Однако не она диктует ему слова «Здесь покоится», не она приказывает высекать извечное «3. П.». Диктует жизнь, потому что ей принадлежит память. Что думает старый поденщик жизни в долгие дни медлительно-кропотливой работы? Что думает о тех, чью память сохраняет золочеными буквами? Разве что рассказывает теням и этим камням события того дня, который отделил его от живых и не соединил с умершими.
«…Тогда я, знаете, — рассказывает он, — пришел со Свадьбы, из Сухинич, и лег спать на сеновале. В эту ночь я как-то плохо спал. Стало только немного светать, и я поднялся. Пришел, постучал в окно, но жена спала крепко, еле добудился. Вошел в хату, уже немного развиднелось. Жена вышла во двор, а я еще все хожу по хате. Известно, со свадьбы, в голове шумит… Дочка, семнадцать лет, спала на одной кровати, вторая — на другой…
Гляжу я, жена быстро бежит назад.
— Скорей, говорит, немцы за огородами и кричат „Хальт!“
Ну, знаете, они к нам приезжали несколько раз из Гродно. Наберут машину людей и повезли. Не на работу. Там их били, чтобы говорили о партизанах… Отобьют у человека память, он и говорит, что им надо…

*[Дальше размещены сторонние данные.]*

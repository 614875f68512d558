//! Mutable undirected simple graph with stable vertex and edge identifiers.
//!
//! Vertices and edges live in arenas. Removing a vertex tombstones its slot
//! and every incident edge, so identifiers handed out earlier stay valid for
//! the surviving elements. Algorithms that need contiguous indices work on a
//! [`DenseAdjacency`] snapshot instead.

mod dense;

use std::fmt;

use crate::{error::GraphError, mst::DisjointSet};

pub use self::dense::DenseAdjacency;

/// Stable identifier of a vertex within a [`Graph`].
#[derive(Clone, Copy, Debug, Eq, Hash, Ord, PartialEq, PartialOrd)]
pub struct VertexId(usize);

impl VertexId {
    /// Wraps a raw arena slot index.
    #[must_use]
    pub const fn new(index: usize) -> Self {
        Self(index)
    }

    /// Returns the raw arena slot index.
    #[must_use]
    #[rustfmt::skip]
    pub const fn index(self) -> usize { self.0 }
}

impl fmt::Display for VertexId {
    fn fmt(&self, f: &mut fmt::Formatter<'_>) -> fmt::Result {
        write!(f, "v{}", self.0)
    }
}

/// Stable identifier of an edge within a [`Graph`].
///
/// Edge ids increase in insertion order, which makes them a deterministic
/// tie-break key for equal weights.
#[derive(Clone, Copy, Debug, Eq, Hash, Ord, PartialEq, PartialOrd)]
pub struct EdgeId(usize);

impl EdgeId {
    /// Wraps a raw arena slot index.
    #[must_use]
    pub const fn new(index: usize) -> Self {
        Self(index)
    }

    /// Returns the raw arena slot index.
    #[must_use]
    #[rustfmt::skip]
    pub const fn index(self) -> usize { self.0 }
}

impl fmt::Display for EdgeId {
    fn fmt(&self, f: &mut fmt::Formatter<'_>) -> fmt::Result {
        write!(f, "e{}", self.0)
    }
}

/// An undirected edge in canonical form (`source < target`).
#[derive(Clone, Copy, Debug, Eq, PartialEq)]
pub struct Edge {
    source: VertexId,
    target: VertexId,
    weight: Option<u32>,
}

impl Edge {
    /// Returns the smaller endpoint id.
    #[must_use]
    #[rustfmt::skip]
    pub const fn source(&self) -> VertexId { self.source }

    /// Returns the larger endpoint id.
    #[must_use]
    #[rustfmt::skip]
    pub const fn target(&self) -> VertexId { self.target }

    /// Returns the edge weight, if one has been assigned.
    #[must_use]
    #[rustfmt::skip]
    pub const fn weight(&self) -> Option<u32> { self.weight }

    /// Returns the endpoint opposite to `vertex`, or `None` when `vertex` is
    /// not an endpoint of this edge.
    #[must_use]
    pub fn opposite(&self, vertex: VertexId) -> Option<VertexId> {
        if vertex == self.source {
            Some(self.target)
        } else if vertex == self.target {
            Some(self.source)
        } else {
            None
        }
    }

    pub(crate) fn set_weight(&mut self, weight: u32) -> Option<u32> {
        self.weight.replace(weight)
    }
}

#[derive(Clone, Debug, Default)]
struct VertexSlot {
    incident: Vec<(VertexId, EdgeId)>,
}

/// A mutable undirected simple graph.
///
/// # Examples
/// ```
/// use mstbench_core::Graph;
///
/// let mut graph = Graph::new();
/// let a = graph.add_vertex();
/// let b = graph.add_vertex();
/// let edge = graph.add_weighted_edge(a, b, 7)?;
/// assert_eq!(graph.vertex_count(), 2);
/// assert_eq!(graph.weight(edge)?, Some(7));
/// assert!(graph.is_connected());
/// # Ok::<(), mstbench_core::GraphError>(())
/// ```
#[derive(Clone, Debug, Default)]
pub struct Graph {
    vertices: Vec<Option<VertexSlot>>,
    edges: Vec<Option<Edge>>,
    vertex_count: usize,
    edge_count: usize,
}

impl Graph {
    /// Creates an empty graph.
    #[must_use]
    pub fn new() -> Self {
        Self::default()
    }

    /// Creates an empty graph with room for the given number of elements.
    #[must_use]
    pub fn with_capacity(vertices: usize, edges: usize) -> Self {
        Self {
            vertices: Vec::with_capacity(vertices),
            edges: Vec::with_capacity(edges),
            vertex_count: 0,
            edge_count: 0,
        }
    }

    /// Number of live vertices.
    #[must_use]
    #[rustfmt::skip]
    pub fn vertex_count(&self) -> usize { self.vertex_count }

    /// Number of live edges.
    #[must_use]
    #[rustfmt::skip]
    pub fn edge_count(&self) -> usize { self.edge_count }

    /// Returns `true` when the graph has no live vertices.
    #[must_use]
    pub fn is_empty(&self) -> bool {
        self.vertex_count == 0
    }

    /// Upper bound (exclusive) of every vertex id handed out so far.
    pub(crate) fn vertex_capacity(&self) -> usize {
        self.vertices.len()
    }

    /// Appends a new isolated vertex and returns its id.
    pub fn add_vertex(&mut self) -> VertexId {
        let id = VertexId(self.vertices.len());
        self.vertices.push(Some(VertexSlot::default()));
        self.vertex_count += 1;
        id
    }

    /// Returns `true` when `vertex` refers to a live vertex.
    #[must_use]
    pub fn contains_vertex(&self, vertex: VertexId) -> bool {
        self.slot(vertex).is_ok()
    }

    /// Adds an unweighted edge between `left` and `right`.
    ///
    /// # Errors
    /// Returns [`GraphError::UnknownVertex`] when an endpoint is missing,
    /// [`GraphError::SelfLoop`] when both endpoints match and
    /// [`GraphError::DuplicateEdge`] when the pair is already connected.
    pub fn add_edge(&mut self, left: VertexId, right: VertexId) -> Result<EdgeId, GraphError> {
        self.insert_edge(left, right, None)
    }

    /// Adds an edge carrying `weight` between `left` and `right`.
    ///
    /// # Errors
    /// Fails under the same conditions as [`Self::add_edge`].
    pub fn add_weighted_edge(
        &mut self,
        left: VertexId,
        right: VertexId,
        weight: u32,
    ) -> Result<EdgeId, GraphError> {
        self.insert_edge(left, right, Some(weight))
    }

    fn insert_edge(
        &mut self,
        left: VertexId,
        right: VertexId,
        weight: Option<u32>,
    ) -> Result<EdgeId, GraphError> {
        if left == right {
            self.slot(left)?;
            return Err(GraphError::SelfLoop { vertex: left });
        }
        let (source, target) = if left < right {
            (left, right)
        } else {
            (right, left)
        };
        self.slot(target)?;
        if self.find_edge_from(source, target)?.is_some() {
            return Err(GraphError::DuplicateEdge {
                left: source,
                right: target,
            });
        }

        let id = EdgeId(self.edges.len());
        self.edges.push(Some(Edge {
            source,
            target,
            weight,
        }));
        self.slot_mut(source)?.incident.push((target, id));
        self.slot_mut(target)?.incident.push((source, id));
        self.edge_count += 1;
        Ok(id)
    }

    /// Removes `vertex` together with every incident edge.
    ///
    /// Returns the number of edges removed alongside the vertex.
    ///
    /// # Errors
    /// Returns [`GraphError::UnknownVertex`] when `vertex` is not live.
    pub fn remove_vertex(&mut self, vertex: VertexId) -> Result<usize, GraphError> {
        let slot = self
            .vertices
            .get_mut(vertex.0)
            .and_then(Option::take)
            .ok_or(GraphError::UnknownVertex { vertex })?;
        self.vertex_count -= 1;

        for &(neighbour, edge) in &slot.incident {
            if let Some(Some(other)) = self.vertices.get_mut(neighbour.0) {
                other.incident.retain(|&(_, incident)| incident != edge);
            }
            if let Some(entry) = self.edges.get_mut(edge.0) {
                *entry = None;
            }
        }
        self.edge_count -= slot.incident.len();
        Ok(slot.incident.len())
    }

    /// Iterates over live vertex ids in ascending order.
    pub fn vertices(&self) -> impl Iterator<Item = VertexId> + '_ {
        self.vertices
            .iter()
            .enumerate()
            .filter_map(|(index, slot)| slot.as_ref().map(|_| VertexId(index)))
    }

    /// Iterates over live edges in insertion order.
    pub fn edges(&self) -> impl Iterator<Item = (EdgeId, &Edge)> + '_ {
        self.edges
            .iter()
            .enumerate()
            .filter_map(|(index, edge)| edge.as_ref().map(|edge| (EdgeId(index), edge)))
    }

    /// Iterates over live edge ids in insertion order.
    pub fn edge_ids(&self) -> impl Iterator<Item = EdgeId> + '_ {
        self.edges().map(|(id, _)| id)
    }

    pub(crate) fn edges_mut(&mut self) -> impl Iterator<Item = (EdgeId, &mut Edge)> + '_ {
        self.edges
            .iter_mut()
            .enumerate()
            .filter_map(|(index, edge)| edge.as_mut().map(|edge| (EdgeId(index), edge)))
    }

    /// Looks up a live edge.
    ///
    /// # Errors
    /// Returns [`GraphError::UnknownEdge`] when `edge` is not live.
    pub fn edge(&self, edge: EdgeId) -> Result<&Edge, GraphError> {
        self.edges
            .get(edge.0)
            .and_then(Option::as_ref)
            .ok_or(GraphError::UnknownEdge { edge })
    }

    /// Returns the id of the edge joining `left` and `right`, if any.
    ///
    /// Unknown vertices yield `None`.
    #[must_use]
    pub fn find_edge(&self, left: VertexId, right: VertexId) -> Option<EdgeId> {
        self.find_edge_from(left, right).ok().flatten()
    }

    fn find_edge_from(
        &self,
        left: VertexId,
        right: VertexId,
    ) -> Result<Option<EdgeId>, GraphError> {
        let slot = self.slot(left)?;
        Ok(slot
            .incident
            .iter()
            .find(|&&(neighbour, _)| neighbour == right)
            .map(|&(_, edge)| edge))
    }

    /// Iterates over the neighbours of `vertex`.
    ///
    /// # Errors
    /// Returns [`GraphError::UnknownVertex`] when `vertex` is not live.
    pub fn neighbours(
        &self,
        vertex: VertexId,
    ) -> Result<impl Iterator<Item = VertexId> + '_, GraphError> {
        Ok(self.slot(vertex)?.incident.iter().map(|&(neighbour, _)| neighbour))
    }

    /// Returns the number of edges incident to `vertex`.
    ///
    /// # Errors
    /// Returns [`GraphError::UnknownVertex`] when `vertex` is not live.
    pub fn degree(&self, vertex: VertexId) -> Result<usize, GraphError> {
        Ok(self.slot(vertex)?.incident.len())
    }

    /// Returns the weight of `edge`.
    ///
    /// # Errors
    /// Returns [`GraphError::UnknownEdge`] when `edge` is not live.
    pub fn weight(&self, edge: EdgeId) -> Result<Option<u32>, GraphError> {
        Ok(self.edge(edge)?.weight)
    }

    /// Assigns `weight` to `edge`, returning the previous weight.
    ///
    /// # Errors
    /// Returns [`GraphError::UnknownEdge`] when `edge` is not live.
    pub fn set_weight(&mut self, edge: EdgeId, weight: u32) -> Result<Option<u32>, GraphError> {
        self.edges
            .get_mut(edge.0)
            .and_then(Option::as_mut)
            .map(|entry| entry.set_weight(weight))
            .ok_or(GraphError::UnknownEdge { edge })
    }

    /// Builds a dense, index-addressed snapshot of the live topology.
    #[must_use]
    pub fn dense_adjacency(&self) -> DenseAdjacency {
        DenseAdjacency::from_graph(self)
    }

    /// Counts connected components. An empty graph has zero components.
    #[must_use]
    pub fn component_count(&self) -> usize {
        let adjacency = self.dense_adjacency();
        let mut sets = DisjointSet::new(adjacency.len());
        for index in 0..adjacency.len() {
            for &neighbour in adjacency.neighbours(index) {
                sets.union(index, neighbour);
            }
        }
        sets.components()
    }

    /// Returns `true` when every live vertex is reachable from every other.
    ///
    /// The empty graph is considered connected.
    #[must_use]
    pub fn is_connected(&self) -> bool {
        self.component_count() <= 1
    }

    /// Returns the vertices whose removal would disconnect their component.
    #[must_use]
    pub fn articulation_points(&self) -> Vec<VertexId> {
        let adjacency = self.dense_adjacency();
        crate::articulation::find_articulation_points(&adjacency)
            .iter()
            .filter_map(|index| adjacency.vertex_id(index))
            .collect()
    }

    fn slot(&self, vertex: VertexId) -> Result<&VertexSlot, GraphError> {
        self.vertices
            .get(vertex.0)
            .and_then(Option::as_ref)
            .ok_or(GraphError::UnknownVertex { vertex })
    }

    fn slot_mut(&mut self, vertex: VertexId) -> Result<&mut VertexSlot, GraphError> {
        self.vertices
            .get_mut(vertex.0)
            .and_then(Option::as_mut)
            .ok_or(GraphError::UnknownVertex { vertex })
    }

    pub(crate) fn incident(&self, vertex: VertexId) -> &[(VertexId, EdgeId)] {
        self.slot(vertex)
            .map(|slot| slot.incident.as_slice())
            .unwrap_or_default()
    }
}

#[cfg(test)]
mod tests;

Начали они нашу деревню оцеплять. Пройдет один метров пятьдесят и станет. А несколько наших хат на хуторах были за этой цепью. Вот и моя тоже. Они нас сначала обошли, а потом группа немцев отделилась и пошла нас из хат выгонять. Тогда я выскочил через окно и — к Неману…
Когда расстреливали, я был от этой могилы близко, в лесу. Крику не было никакого. Только залп был. И одиночные выстрелы. От стрельбы этой я ушел дальше…
Мне рассказывал один человек из Лунной, который был тогда возчиком. Помер он, этот человек. Он был около могилы. Которые застреленные падали не в могилу, а около могилы, то этим людям, возчикам, приказывали стаскивать их в яму. Человек этот четыре дня ничего говорить не мог. Не приходил в себя. Только потом пришел к памяти. И рассказал, что там было…
В форме все они были немецкой. Сидели после всего, как постреляли людей, ели сало, колбасу, что награбили…»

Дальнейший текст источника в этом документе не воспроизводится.